A informação fortalece o argumento da defesa da presidenta, representada pelo ex-ministro José Eduardo Cardozo, segundo o qual ela não poderia ser condenada pelas chamadas pedaladas fiscais do Plano Safra por não ser responsável direta pela gestão do plano.

“O Banco do Brasil enviou essa informação. Então, se não há ato dela (Dilma), onde está o dolo? Não há o dolo”, frisou a senadora Vanessa Grazziotin (PCdoB-AM), que compõe a Comissão Processante do Impeachment.
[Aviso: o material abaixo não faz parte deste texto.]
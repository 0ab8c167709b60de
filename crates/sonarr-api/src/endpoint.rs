// Relative endpoint paths under `/api/v3/`.
//
// Collections follow `GET|POST /<path>`, `GET|PUT|DELETE /<path>/{id}`.
// Singleton configs are read with `GET /<path>` and written with
// `PUT /<path>/1`.

pub const DOWNLOAD_CLIENT: &str = "downloadclient";
pub const INDEXER: &str = "indexer";
pub const IMPORT_LIST: &str = "importlist";
pub const NOTIFICATION: &str = "notification";
pub const METADATA: &str = "metadata";

pub const TAG: &str = "tag";
pub const ROOT_FOLDER: &str = "rootfolder";
pub const REMOTE_PATH_MAPPING: &str = "remotepathmapping";
pub const RELEASE_PROFILE: &str = "releaseprofile";
pub const QUALITY_PROFILE: &str = "qualityprofile";
pub const CUSTOM_FORMAT: &str = "customformat";
pub const SERIES: &str = "series";

pub const HOST_CONFIG: &str = "config/host";
pub const INDEXER_CONFIG: &str = "config/indexer";
pub const NAMING_CONFIG: &str = "config/naming";
pub const MEDIA_MANAGEMENT_CONFIG: &str = "config/mediamanagement";
pub const QUALITY_DEFINITION: &str = "qualitydefinition";
pub const QUALITY_DEFINITION_UPDATE: &str = "qualitydefinition/update";

pub const SYSTEM_STATUS: &str = "system/status";

/// Id every singleton config is stored under.
pub const SINGLETON_ID: i64 = 1;
//! Resource engine between `sonarr-api` and a declarative host runtime.
//!
//! The host stores desired state per resource and calls back into this
//! crate to reconcile it with a Sonarr server:
//!
//! - **[`Provider`]**: Registry of every `sonarr_*` resource and data
//!   source type. [`Provider::configure`] builds one shared client and hands
//!   it to each handler; the host then drives handlers through the
//!   object-safe [`ResourceHandler`] / [`DataSourceHandler`] traits with
//!   JSON state in and out.
//!
//! - **Lifecycle engine** ([`engine`]): One create/read/update/delete/import
//!   implementation shared by every type through [`ManagedResource`]:
//!   collections, id-1 singletons and create-only resources. Every server
//!   call races the host's cancellation token.
//!
//! - **Field codec** ([`field`]): Typed slots for the server's polymorphic
//!   `fields: [{name, value}]` list, driven by static per-bag registries.
//!
//! - **Provider families** ([`family`], [`generic`]): Download clients,
//!   indexers, import lists, notifications and metadata consumers, each with
//!   a generic resource plus dedicated concrete implementations projected
//!   through a shared generic item.
//!
//! - **Sensitive values** ([`sensitive`]): Secrets the server redacts are
//!   restored from what the user last wrote and scrubbed from diagnostics.

pub mod field;

pub mod config;
pub mod data_sources;
pub mod diagnostics;
pub mod engine;
pub mod error;
pub mod family;
pub mod generic;
pub mod provider;
pub mod resources;
pub mod sensitive;

// ── Primary re-exports ──────────────────────────────────────────────
pub use config::{ExtraHeader, ProviderConfig, ProviderData};
pub use diagnostics::{Diagnostic, DiagnosticKind, Diagnostics, Severity};
pub use engine::{Lifecycle, ManagedResource, Outcome};
pub use error::CoreError;
pub use provider::{BlockKind, DataSourceHandler, Provider, ResourceHandler, Response, Schema};
pub use sensitive::SensitiveRegister;

// Transport types callers need to build a `ProviderConfig`.
pub use sonarr_api::{SonarrClient, TlsMode};
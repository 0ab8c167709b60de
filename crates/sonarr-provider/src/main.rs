mod cli;
mod commands;
mod error;
mod output;

use clap::Parser;
use tokio_util::sync::CancellationToken;
use tracing_subscriber::EnvFilter;

use crate::cli::Cli;

#[tokio::main]
async fn main() {
    let cli = Cli::parse();

    init_tracing(cli.global.verbose);

    // Ctrl-C cancels the in-flight server call.
    let cancel = CancellationToken::new();
    let on_signal = cancel.clone();
    tokio::spawn(async move {
        if tokio::signal::ctrl_c().await.is_ok() {
            on_signal.cancel();
        }
    });

    if let Err(err) = commands::dispatch(cli.command, &cli.global, &cancel).await {
        let code = err.exit_code();
        eprintln!("{:?}", miette::Report::new(err));
        std::process::exit(code);
    }
}

/// Logs go to stderr so stdout stays valid JSON.
fn init_tracing(verbosity: u8) {
    let filter = match verbosity {
        0 => "warn",
        1 => "info",
        2 => "debug",
        _ => "trace",
    };

    tracing_subscriber::fmt()
        .with_env_filter(
            EnvFilter::try_from_default_env().unwrap_or_else(|_| EnvFilter::new(filter)),
        )
        .with_writer(std::io::stderr)
        .with_target(false)
        .init();
}
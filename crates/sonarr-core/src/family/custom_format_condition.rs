// Custom-format conditions (server: "specifications")
//
// Nested inside a custom format rather than stored at their own endpoint.
// Their bag is hand-written: `value` is an integer id for enum-backed
// conditions and free text for the rest, so the registry carries two
// scoped entries under the same wire name.

use serde::{Deserialize, Serialize};
use sonarr_api::endpoint;
use sonarr_api::models::CustomFormatConditionHeader;

use crate::field::{FieldBag, FieldKind, FieldSpec, FieldValue, Scope};
use crate::generic::{FamilyItem, GenericItem, ProviderFamily};

/// Implementations whose `value` is an enum id.
pub const ID_VALUED: &[&str] = &[
    "LanguageSpecification",
    "SourceSpecification",
    "ResolutionSpecification",
    "ReleaseTypeSpecification",
    "IndexerFlagSpecification",
];

#[derive(Debug, Clone, Default, PartialEq)]
pub struct CustomFormatConditions;

impl ProviderFamily for CustomFormatConditions {
    type Header = CustomFormatConditionHeader;
    type Fields = ConditionFields;

    const ENDPOINT: &'static str = endpoint::CUSTOM_FORMAT;
    const TYPE_NAME: &'static str = "custom_format_condition";
    const PLURAL: &'static str = "custom_format_conditions";
    const TAGGED: bool = false;
    const SENSITIVE: &'static [&'static str] = &[];
}

// ── Field bag ────────────────────────────────────────────────────────

/// A condition value: enum id or text pattern.
#[derive(Debug, Clone, PartialEq, Serialize, Deserialize)]
#[serde(untagged)]
pub enum ConditionValue {
    Id(i64),
    Text(String),
}

#[derive(Debug, Clone, Default, PartialEq, Serialize, Deserialize)]
pub struct ConditionFields {
    #[serde(default, skip_serializing_if = "Option::is_none")]
    pub value: Option<ConditionValue>,
    #[serde(default, skip_serializing_if = "Option::is_none")]
    pub min: Option<f64>,
    #[serde(default, skip_serializing_if = "Option::is_none")]
    pub max: Option<f64>,
}

impl FieldBag for ConditionFields {
    const REGISTRY: &'static [FieldSpec<Self>] = &[
        FieldSpec {
            name: "value",
            kind: FieldKind::Int,
            scope: Scope::Only(ID_VALUED),
            get: |bag: &Self| match bag.value {
                Some(ConditionValue::Id(id)) => Some(FieldValue::Int(id)),
                _ => None,
            },
            set: |bag: &mut Self, value| {
                if let FieldValue::Int(id) = value {
                    bag.value = Some(ConditionValue::Id(id));
                }
            },
            clear: |bag: &mut Self| bag.value = None,
        },
        FieldSpec {
            name: "value",
            kind: FieldKind::String,
            scope: Scope::Except(ID_VALUED),
            get: |bag: &Self| match bag.value {
                Some(ConditionValue::Text(ref text)) => Some(FieldValue::String(text.clone())),
                _ => None,
            },
            set: |bag: &mut Self, value| {
                if let FieldValue::String(text) = value {
                    bag.value = Some(ConditionValue::Text(text));
                }
            },
            clear: |bag: &mut Self| bag.value = None,
        },
        FieldSpec {
            name: "min",
            kind: FieldKind::Float,
            scope: Scope::Any,
            get: |bag: &Self| bag.min.map(FieldValue::Float),
            set: |bag: &mut Self, value| {
                if let FieldValue::Float(min) = value {
                    bag.min = Some(min);
                }
            },
            clear: |bag: &mut Self| bag.min = None,
        },
        FieldSpec {
            name: "max",
            kind: FieldKind::Float,
            scope: Scope::Any,
            get: |bag: &Self| bag.max.map(FieldValue::Float),
            set: |bag: &mut Self, value| {
                if let FieldValue::Float(max) = value {
                    bag.max = Some(max);
                }
            },
            clear: |bag: &mut Self| bag.max = None,
        },
    ];
}

// ── Condition ────────────────────────────────────────────────────────

/// One condition of a custom format, as declared by the user.
#[derive(Debug, Clone, Default, PartialEq, Serialize, Deserialize)]
pub struct CustomFormatCondition {
    pub name: String,
    pub implementation: String,
    #[serde(default)]
    pub negate: bool,
    #[serde(default)]
    pub required: bool,
    #[serde(flatten)]
    pub fields: ConditionFields,
}

impl FamilyItem for CustomFormatCondition {
    type Family = CustomFormatConditions;

    const TYPE_NAME: &'static str = "custom_format_condition";
    const SENSITIVE: &'static [&'static str] = &[];
    const NORMALIZED: &'static [&'static str] = &[];
    const ALIASES: &'static [(&'static str, &'static str)] = &[];

    /// Conditions have no identity of their own.
    fn id(&self) -> i64 {
        0
    }

    fn set_id(&mut self, _id: i64) {}

    fn to_generic(&self) -> GenericItem<CustomFormatConditions> {
        GenericItem {
            name: self.name.clone(),
            implementation: self.implementation.clone(),
            header: CustomFormatConditionHeader {
                negate: self.negate,
                required: self.required,
            },
            fields: self.fields.clone(),
            ..Default::default()
        }
    }

    fn from_generic(item: &GenericItem<CustomFormatConditions>) -> Self {
        Self {
            name: item.name.clone(),
            implementation: item.implementation.clone(),
            negate: item.header.negate,
            required: item.header.required,
            fields: item.fields.clone(),
        }
    }
}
O comunicado também atesta que a operação em que a instituição financeira arcou com o pagamento dos benefícios do plano, recebendo o repasse em atraso do tesouro nacional com juros, não configura uma operação de crédito.

A manifestação do Banco do Brasil à comissão do impeachment foi feita em resposta a requerimento do senador Lindbergh Farias (PT-RJ) que perguntava se os pagamentos ao Plano Safra, operado pelo banco, envolviam ato administrativo assinado pela presidenta Dilma.

Legalidade

Em outro ofício à comissão do impeachment, o Banco do Brasil encaminha esclarecimentos da instituição financeira enviados ao Tribunal de Contas da União (TCU) que sustentam que as supostas pedaladas fiscais do Plano Safra não podem ser entendidas como um tipo vedado de empréstimo ao governo.

De acordo com o documento, o Plano Safra oferece empréstimos a agricultores com juros subsidiados. Por isso o governo precisa pagar para o Banco do Brasil a diferença entre a remuneração conseguida pelo banco com a taxa de juros dos empréstimos concedidos pelo plano e a remuneração que seria obtida se fosse utilizada a taxa de juros praticada pelo mercado.

O documento também afirma que as regras do Plano Safra não preveem prazo para o pagamento dos repasses do governo ao banco e, por isso, seria incorreto afirmar que houve atraso na quitação dos débitos.

Trecho do documento diz: "Esses montantes não constituem qualquer deliberação do Banco do Brasil, não ensejam a liberação de recursos, não representam operação de crédito, financiamento e a assunção de compromisso financeiro com prazo estabelecido de pagamento e encargos”.